::: Entries provided :::

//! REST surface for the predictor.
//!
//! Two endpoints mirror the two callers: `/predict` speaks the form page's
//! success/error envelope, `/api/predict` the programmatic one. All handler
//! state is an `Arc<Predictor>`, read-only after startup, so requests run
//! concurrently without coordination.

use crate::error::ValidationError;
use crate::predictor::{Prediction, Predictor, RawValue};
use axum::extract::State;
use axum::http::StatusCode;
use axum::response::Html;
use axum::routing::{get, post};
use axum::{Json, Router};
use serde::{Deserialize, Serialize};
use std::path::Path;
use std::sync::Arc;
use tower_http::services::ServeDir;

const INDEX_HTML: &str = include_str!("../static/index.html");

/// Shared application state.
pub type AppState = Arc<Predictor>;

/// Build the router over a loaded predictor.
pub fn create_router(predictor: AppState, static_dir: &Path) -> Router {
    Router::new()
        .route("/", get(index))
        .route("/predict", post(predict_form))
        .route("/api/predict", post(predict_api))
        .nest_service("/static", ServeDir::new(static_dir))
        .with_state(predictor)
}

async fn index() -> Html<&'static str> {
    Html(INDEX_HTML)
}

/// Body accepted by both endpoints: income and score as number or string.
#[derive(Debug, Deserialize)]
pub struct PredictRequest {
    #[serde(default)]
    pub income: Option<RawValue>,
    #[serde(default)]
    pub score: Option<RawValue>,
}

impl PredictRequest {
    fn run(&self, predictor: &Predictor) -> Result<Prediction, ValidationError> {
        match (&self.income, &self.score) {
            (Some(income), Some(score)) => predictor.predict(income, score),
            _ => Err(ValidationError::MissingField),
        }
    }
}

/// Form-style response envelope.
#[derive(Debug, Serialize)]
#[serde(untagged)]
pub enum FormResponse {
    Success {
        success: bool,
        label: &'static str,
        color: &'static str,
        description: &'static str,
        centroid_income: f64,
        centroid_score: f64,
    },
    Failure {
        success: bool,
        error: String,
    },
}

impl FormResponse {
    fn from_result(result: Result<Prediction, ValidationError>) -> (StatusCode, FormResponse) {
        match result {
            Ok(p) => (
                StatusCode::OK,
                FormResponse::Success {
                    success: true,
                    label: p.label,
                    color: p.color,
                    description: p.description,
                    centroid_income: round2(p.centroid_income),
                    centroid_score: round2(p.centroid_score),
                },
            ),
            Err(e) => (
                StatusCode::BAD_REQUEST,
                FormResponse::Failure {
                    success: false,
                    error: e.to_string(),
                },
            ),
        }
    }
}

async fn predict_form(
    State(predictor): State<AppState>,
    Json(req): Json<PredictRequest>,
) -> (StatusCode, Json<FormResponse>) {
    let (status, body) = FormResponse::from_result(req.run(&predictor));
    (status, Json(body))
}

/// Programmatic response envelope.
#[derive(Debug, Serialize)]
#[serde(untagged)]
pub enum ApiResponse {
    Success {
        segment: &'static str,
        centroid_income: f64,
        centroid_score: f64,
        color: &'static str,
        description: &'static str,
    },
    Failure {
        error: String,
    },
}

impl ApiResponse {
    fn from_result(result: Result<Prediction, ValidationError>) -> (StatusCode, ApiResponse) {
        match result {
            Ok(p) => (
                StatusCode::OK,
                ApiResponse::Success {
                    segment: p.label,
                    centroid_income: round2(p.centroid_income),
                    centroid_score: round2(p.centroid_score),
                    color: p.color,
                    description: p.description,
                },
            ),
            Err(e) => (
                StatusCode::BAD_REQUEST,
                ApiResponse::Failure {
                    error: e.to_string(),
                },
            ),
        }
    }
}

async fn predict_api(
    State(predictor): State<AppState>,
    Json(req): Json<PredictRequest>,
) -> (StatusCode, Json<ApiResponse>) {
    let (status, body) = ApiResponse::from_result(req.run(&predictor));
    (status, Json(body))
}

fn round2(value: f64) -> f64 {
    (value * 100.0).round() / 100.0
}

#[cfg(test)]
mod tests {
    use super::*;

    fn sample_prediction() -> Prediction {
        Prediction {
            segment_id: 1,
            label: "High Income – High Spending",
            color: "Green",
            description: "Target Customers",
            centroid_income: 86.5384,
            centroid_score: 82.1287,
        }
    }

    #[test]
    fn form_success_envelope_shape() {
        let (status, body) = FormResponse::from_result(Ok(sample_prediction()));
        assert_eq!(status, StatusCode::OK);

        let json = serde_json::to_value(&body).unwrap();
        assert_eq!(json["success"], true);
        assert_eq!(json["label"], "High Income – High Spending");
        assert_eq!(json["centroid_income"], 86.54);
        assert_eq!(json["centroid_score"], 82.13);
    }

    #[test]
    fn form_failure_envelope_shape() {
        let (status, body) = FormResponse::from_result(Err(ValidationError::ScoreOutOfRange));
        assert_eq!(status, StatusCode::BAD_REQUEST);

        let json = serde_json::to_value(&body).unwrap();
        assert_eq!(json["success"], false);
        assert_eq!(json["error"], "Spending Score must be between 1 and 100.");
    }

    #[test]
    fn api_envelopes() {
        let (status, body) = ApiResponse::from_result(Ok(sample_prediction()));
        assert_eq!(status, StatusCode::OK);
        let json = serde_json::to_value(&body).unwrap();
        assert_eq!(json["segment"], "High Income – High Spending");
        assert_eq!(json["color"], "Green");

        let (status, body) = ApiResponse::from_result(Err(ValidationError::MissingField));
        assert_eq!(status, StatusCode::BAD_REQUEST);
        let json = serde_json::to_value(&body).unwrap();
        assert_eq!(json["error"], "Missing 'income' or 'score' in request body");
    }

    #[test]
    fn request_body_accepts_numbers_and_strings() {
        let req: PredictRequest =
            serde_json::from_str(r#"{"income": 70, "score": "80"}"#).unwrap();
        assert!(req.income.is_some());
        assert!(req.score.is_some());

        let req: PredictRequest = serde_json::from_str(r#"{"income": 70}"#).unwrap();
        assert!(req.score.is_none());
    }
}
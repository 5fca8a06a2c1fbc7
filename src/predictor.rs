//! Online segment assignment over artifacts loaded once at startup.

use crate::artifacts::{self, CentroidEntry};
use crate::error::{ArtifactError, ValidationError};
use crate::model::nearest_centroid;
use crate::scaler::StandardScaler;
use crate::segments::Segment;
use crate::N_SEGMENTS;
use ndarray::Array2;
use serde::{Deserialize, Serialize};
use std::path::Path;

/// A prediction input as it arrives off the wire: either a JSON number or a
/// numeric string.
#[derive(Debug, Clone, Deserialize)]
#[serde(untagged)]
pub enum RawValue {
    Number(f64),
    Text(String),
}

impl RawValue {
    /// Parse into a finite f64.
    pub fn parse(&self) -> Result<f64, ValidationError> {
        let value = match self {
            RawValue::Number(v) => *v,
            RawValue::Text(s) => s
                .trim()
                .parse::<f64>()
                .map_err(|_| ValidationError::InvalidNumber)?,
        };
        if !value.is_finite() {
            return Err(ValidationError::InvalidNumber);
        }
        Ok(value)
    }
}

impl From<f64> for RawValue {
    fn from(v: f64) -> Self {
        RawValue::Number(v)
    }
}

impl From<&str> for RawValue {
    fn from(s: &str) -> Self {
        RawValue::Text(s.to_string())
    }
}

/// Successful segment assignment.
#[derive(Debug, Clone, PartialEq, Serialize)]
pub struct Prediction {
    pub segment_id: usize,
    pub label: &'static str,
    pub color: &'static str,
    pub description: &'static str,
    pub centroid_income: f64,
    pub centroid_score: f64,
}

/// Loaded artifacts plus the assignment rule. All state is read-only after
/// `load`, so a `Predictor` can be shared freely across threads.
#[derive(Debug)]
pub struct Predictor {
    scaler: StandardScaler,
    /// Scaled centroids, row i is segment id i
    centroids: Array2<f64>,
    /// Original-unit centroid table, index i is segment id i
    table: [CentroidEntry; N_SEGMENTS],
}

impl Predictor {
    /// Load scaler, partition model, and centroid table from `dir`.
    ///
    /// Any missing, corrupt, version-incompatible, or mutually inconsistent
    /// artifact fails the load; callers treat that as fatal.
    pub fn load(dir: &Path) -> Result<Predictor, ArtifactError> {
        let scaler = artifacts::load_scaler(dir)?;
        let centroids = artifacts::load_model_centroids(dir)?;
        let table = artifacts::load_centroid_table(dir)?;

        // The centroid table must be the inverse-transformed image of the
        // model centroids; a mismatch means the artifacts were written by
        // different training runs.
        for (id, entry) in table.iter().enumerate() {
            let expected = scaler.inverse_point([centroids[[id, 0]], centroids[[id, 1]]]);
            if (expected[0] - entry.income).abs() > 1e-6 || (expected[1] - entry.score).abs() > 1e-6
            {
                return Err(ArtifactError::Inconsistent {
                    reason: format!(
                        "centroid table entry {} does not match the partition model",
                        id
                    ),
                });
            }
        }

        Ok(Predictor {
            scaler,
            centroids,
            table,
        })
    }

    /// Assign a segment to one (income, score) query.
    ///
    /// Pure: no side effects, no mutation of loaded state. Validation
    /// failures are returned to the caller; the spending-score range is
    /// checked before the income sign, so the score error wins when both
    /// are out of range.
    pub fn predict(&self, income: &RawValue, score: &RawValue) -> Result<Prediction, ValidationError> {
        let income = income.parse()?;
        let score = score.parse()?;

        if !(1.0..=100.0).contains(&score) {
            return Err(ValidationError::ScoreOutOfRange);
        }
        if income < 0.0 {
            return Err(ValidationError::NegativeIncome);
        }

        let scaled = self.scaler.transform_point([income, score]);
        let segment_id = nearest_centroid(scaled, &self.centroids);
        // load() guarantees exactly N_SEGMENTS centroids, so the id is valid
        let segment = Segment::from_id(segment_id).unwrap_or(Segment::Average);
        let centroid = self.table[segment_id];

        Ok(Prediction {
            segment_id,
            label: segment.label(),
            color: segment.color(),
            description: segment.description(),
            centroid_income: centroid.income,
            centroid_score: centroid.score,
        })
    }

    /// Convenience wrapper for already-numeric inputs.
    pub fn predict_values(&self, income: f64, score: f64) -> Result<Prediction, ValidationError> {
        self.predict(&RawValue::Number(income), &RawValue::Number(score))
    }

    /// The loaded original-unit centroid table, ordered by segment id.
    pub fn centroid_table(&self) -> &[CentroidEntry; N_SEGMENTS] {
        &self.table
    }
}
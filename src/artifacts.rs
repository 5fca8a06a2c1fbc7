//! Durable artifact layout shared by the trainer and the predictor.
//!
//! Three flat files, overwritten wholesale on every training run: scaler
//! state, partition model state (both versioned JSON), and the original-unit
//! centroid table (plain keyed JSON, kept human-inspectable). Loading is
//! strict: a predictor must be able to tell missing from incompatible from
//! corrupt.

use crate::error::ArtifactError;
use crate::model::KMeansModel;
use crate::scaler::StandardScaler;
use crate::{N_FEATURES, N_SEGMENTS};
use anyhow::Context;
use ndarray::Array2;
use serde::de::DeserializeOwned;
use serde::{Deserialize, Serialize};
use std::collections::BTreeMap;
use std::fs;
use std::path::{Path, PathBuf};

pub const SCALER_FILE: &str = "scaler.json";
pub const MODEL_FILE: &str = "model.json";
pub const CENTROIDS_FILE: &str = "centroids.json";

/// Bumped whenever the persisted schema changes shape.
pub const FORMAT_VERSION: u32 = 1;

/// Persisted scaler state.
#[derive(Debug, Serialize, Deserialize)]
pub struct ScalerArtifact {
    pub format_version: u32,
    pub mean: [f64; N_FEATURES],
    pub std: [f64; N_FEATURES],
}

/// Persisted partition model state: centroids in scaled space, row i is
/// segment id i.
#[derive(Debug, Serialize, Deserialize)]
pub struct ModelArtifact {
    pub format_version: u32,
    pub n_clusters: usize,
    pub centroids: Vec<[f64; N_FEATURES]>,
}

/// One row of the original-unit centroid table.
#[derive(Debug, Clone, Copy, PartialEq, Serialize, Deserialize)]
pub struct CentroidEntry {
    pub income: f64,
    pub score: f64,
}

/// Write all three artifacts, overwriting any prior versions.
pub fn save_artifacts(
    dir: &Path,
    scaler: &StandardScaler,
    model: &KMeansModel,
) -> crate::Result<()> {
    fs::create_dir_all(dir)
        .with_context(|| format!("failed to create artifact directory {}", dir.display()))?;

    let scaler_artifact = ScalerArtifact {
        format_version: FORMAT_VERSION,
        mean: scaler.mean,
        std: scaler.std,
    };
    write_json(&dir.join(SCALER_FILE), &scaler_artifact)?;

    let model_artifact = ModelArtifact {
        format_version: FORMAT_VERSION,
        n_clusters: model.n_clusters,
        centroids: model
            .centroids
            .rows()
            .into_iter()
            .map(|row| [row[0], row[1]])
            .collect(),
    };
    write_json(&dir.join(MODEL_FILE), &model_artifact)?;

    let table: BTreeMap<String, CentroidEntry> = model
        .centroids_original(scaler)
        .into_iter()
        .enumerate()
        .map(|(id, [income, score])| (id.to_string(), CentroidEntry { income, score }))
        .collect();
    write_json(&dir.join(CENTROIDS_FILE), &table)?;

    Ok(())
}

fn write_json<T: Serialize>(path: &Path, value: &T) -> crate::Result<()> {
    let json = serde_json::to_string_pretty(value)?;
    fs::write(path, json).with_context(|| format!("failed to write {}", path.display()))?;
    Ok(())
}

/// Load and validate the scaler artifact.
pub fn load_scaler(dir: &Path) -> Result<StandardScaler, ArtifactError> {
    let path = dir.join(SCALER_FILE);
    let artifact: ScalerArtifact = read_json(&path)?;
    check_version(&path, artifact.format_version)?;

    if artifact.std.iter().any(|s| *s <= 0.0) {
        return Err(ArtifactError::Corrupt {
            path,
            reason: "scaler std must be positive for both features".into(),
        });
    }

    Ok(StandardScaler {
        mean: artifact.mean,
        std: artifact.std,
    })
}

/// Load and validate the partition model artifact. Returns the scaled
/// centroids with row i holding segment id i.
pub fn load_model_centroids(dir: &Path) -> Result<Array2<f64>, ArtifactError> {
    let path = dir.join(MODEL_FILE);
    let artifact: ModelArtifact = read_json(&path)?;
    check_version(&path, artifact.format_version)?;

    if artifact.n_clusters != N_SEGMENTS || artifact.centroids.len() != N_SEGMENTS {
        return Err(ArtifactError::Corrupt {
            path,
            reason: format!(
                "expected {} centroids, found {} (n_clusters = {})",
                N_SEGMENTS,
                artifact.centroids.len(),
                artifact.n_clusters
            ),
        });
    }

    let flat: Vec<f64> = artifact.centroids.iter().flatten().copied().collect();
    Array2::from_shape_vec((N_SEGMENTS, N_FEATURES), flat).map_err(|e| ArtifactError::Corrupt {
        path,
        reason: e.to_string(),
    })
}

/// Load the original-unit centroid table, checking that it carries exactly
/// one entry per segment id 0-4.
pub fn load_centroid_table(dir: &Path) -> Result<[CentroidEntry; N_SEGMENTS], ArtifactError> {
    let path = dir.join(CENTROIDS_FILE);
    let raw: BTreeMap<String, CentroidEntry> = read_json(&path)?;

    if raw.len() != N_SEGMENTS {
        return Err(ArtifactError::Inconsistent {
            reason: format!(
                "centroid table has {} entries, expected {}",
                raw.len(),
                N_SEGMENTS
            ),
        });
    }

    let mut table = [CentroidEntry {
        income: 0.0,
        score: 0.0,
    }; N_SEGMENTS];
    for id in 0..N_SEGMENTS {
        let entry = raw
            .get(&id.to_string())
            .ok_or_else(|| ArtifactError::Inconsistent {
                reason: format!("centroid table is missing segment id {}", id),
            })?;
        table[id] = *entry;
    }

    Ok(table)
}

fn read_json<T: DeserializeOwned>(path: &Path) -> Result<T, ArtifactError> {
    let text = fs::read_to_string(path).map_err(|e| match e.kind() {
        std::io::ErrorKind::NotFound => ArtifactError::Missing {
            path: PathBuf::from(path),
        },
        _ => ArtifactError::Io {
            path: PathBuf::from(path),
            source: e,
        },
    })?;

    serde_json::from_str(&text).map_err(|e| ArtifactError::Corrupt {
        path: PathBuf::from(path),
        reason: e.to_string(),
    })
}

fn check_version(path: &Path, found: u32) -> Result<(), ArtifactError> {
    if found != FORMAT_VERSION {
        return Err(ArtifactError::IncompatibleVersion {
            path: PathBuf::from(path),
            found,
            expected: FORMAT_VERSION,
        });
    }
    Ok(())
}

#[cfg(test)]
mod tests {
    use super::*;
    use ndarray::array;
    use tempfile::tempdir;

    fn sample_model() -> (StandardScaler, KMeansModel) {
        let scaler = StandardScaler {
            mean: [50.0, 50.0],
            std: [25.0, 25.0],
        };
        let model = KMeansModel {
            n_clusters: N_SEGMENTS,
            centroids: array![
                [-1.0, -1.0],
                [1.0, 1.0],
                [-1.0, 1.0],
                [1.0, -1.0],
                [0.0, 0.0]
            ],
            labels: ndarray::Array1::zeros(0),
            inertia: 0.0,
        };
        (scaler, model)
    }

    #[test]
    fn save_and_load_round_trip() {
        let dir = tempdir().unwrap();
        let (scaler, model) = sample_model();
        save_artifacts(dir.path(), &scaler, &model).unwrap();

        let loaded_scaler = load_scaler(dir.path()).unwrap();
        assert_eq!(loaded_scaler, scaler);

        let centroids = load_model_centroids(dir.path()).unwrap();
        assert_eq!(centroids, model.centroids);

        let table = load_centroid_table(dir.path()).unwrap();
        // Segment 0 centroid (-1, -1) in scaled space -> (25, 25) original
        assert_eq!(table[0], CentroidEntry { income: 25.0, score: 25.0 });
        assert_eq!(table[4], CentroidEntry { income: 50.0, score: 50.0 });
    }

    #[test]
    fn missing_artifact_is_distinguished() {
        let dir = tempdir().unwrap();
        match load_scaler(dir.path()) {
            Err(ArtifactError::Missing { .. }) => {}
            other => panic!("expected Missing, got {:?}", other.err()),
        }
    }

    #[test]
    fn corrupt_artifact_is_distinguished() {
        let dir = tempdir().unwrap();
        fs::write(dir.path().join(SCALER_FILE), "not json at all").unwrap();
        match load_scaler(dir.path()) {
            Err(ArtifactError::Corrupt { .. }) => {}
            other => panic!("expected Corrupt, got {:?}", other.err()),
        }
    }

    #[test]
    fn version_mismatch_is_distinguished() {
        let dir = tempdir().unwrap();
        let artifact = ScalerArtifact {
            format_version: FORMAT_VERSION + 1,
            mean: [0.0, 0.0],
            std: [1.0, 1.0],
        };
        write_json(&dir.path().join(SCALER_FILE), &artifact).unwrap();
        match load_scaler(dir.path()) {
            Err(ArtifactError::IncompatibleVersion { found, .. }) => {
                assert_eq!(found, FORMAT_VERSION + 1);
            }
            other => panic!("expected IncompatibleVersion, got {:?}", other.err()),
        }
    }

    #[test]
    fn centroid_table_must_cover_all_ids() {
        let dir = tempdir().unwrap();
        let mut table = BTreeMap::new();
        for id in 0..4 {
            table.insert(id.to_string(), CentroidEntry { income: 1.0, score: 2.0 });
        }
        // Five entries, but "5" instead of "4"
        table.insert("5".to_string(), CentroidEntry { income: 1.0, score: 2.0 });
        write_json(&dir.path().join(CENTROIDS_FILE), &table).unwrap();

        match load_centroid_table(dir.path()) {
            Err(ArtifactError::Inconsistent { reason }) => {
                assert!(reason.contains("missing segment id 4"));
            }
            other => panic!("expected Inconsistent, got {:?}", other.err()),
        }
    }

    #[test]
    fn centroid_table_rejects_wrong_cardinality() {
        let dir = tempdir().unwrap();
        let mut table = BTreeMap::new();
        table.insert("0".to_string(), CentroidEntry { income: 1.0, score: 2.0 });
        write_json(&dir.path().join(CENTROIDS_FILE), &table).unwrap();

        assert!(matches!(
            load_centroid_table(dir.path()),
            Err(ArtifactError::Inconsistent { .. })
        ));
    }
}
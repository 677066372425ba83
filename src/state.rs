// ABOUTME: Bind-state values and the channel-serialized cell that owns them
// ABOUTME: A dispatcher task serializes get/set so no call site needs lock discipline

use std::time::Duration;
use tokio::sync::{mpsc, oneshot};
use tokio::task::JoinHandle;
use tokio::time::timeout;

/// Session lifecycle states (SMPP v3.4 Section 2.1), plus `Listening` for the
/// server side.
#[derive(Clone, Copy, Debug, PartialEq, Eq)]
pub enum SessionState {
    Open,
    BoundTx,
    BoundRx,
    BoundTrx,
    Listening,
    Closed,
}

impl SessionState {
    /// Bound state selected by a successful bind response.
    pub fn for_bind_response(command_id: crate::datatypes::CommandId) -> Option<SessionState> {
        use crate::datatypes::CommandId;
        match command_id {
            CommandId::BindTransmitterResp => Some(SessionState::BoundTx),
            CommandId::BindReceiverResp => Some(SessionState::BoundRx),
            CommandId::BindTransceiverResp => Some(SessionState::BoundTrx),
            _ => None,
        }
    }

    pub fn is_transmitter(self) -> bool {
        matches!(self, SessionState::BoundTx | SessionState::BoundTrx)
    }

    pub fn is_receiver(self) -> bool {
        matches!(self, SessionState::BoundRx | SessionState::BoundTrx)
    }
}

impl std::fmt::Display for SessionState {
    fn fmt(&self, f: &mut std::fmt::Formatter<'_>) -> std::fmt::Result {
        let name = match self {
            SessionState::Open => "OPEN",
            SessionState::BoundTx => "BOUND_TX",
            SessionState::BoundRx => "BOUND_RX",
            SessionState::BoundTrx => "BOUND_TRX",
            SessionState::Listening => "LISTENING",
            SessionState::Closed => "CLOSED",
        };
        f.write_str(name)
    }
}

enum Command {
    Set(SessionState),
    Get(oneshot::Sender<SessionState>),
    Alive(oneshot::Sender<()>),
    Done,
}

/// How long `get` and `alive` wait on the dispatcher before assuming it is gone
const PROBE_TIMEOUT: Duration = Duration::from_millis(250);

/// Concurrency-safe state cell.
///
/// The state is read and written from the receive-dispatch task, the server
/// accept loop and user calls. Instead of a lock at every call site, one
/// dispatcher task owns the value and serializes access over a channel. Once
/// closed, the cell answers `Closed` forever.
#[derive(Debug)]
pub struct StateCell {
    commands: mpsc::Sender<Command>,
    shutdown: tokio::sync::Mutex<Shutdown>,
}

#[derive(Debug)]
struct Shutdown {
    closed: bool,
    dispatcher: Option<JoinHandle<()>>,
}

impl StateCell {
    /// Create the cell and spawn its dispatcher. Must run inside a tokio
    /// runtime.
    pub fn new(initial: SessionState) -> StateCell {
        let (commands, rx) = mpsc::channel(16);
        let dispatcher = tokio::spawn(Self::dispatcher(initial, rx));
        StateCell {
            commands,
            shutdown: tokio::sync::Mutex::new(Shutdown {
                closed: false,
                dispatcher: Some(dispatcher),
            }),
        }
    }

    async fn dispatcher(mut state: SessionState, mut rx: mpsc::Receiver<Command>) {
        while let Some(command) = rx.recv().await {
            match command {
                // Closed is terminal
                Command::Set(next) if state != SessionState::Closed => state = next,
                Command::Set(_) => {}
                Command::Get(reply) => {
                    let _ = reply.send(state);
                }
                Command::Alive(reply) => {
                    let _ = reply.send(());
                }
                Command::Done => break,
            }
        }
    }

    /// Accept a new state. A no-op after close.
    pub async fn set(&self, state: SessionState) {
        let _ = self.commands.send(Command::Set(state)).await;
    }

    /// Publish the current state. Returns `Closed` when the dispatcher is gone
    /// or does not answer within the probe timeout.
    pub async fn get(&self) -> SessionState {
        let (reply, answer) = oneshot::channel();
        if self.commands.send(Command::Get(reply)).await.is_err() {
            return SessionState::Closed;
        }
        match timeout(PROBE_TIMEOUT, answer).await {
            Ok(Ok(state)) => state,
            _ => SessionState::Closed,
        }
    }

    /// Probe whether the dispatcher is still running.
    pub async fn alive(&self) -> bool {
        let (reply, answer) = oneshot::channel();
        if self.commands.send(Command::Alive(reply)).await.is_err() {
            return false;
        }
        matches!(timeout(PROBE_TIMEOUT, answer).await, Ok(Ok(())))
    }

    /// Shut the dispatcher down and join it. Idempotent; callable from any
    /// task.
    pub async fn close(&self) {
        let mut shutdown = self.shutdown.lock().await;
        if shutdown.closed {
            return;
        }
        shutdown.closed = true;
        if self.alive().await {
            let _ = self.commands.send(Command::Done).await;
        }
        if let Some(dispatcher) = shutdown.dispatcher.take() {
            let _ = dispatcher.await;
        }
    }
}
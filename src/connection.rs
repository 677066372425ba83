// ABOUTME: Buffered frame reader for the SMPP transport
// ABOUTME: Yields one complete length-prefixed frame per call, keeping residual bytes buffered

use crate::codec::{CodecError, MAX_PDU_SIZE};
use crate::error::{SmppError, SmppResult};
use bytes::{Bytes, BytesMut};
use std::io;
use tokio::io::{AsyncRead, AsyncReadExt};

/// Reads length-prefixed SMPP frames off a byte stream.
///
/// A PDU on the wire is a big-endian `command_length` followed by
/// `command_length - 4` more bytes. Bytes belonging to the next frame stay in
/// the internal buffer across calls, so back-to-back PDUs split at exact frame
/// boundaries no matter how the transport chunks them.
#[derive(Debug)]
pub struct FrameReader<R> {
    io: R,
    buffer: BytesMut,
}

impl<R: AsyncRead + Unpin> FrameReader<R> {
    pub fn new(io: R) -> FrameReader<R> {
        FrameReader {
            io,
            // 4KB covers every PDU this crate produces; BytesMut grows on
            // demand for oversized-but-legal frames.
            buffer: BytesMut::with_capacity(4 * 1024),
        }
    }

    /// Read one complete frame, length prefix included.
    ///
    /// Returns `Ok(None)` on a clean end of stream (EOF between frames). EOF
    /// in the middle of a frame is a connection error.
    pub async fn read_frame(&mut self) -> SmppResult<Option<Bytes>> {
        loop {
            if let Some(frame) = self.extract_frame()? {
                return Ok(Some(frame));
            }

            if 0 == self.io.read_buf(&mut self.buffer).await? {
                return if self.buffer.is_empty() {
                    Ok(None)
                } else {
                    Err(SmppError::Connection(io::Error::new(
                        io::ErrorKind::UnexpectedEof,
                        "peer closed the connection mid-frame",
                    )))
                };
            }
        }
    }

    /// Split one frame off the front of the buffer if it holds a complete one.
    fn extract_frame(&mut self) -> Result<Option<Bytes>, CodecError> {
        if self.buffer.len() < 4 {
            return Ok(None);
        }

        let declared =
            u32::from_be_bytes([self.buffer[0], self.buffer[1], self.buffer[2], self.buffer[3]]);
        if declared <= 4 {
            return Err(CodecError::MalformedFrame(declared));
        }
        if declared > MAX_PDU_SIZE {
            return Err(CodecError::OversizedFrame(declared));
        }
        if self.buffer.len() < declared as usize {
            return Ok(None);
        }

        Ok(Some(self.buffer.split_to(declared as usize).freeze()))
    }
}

:::

Task goal
If a line in the records includes the string "const", copy it.

Task solution
const INDEX_HTML: &str = include_str!("../static/index.html");
pub const SCALER_FILE: &str = "scaler.json";
pub const MODEL_FILE: &str = "model.json";
pub const CENTROIDS_FILE: &str = "centroids.json";
pub const FORMAT_VERSION: u32 = 1;
const PROBE_TIMEOUT: Duration = Duration::from_millis(250);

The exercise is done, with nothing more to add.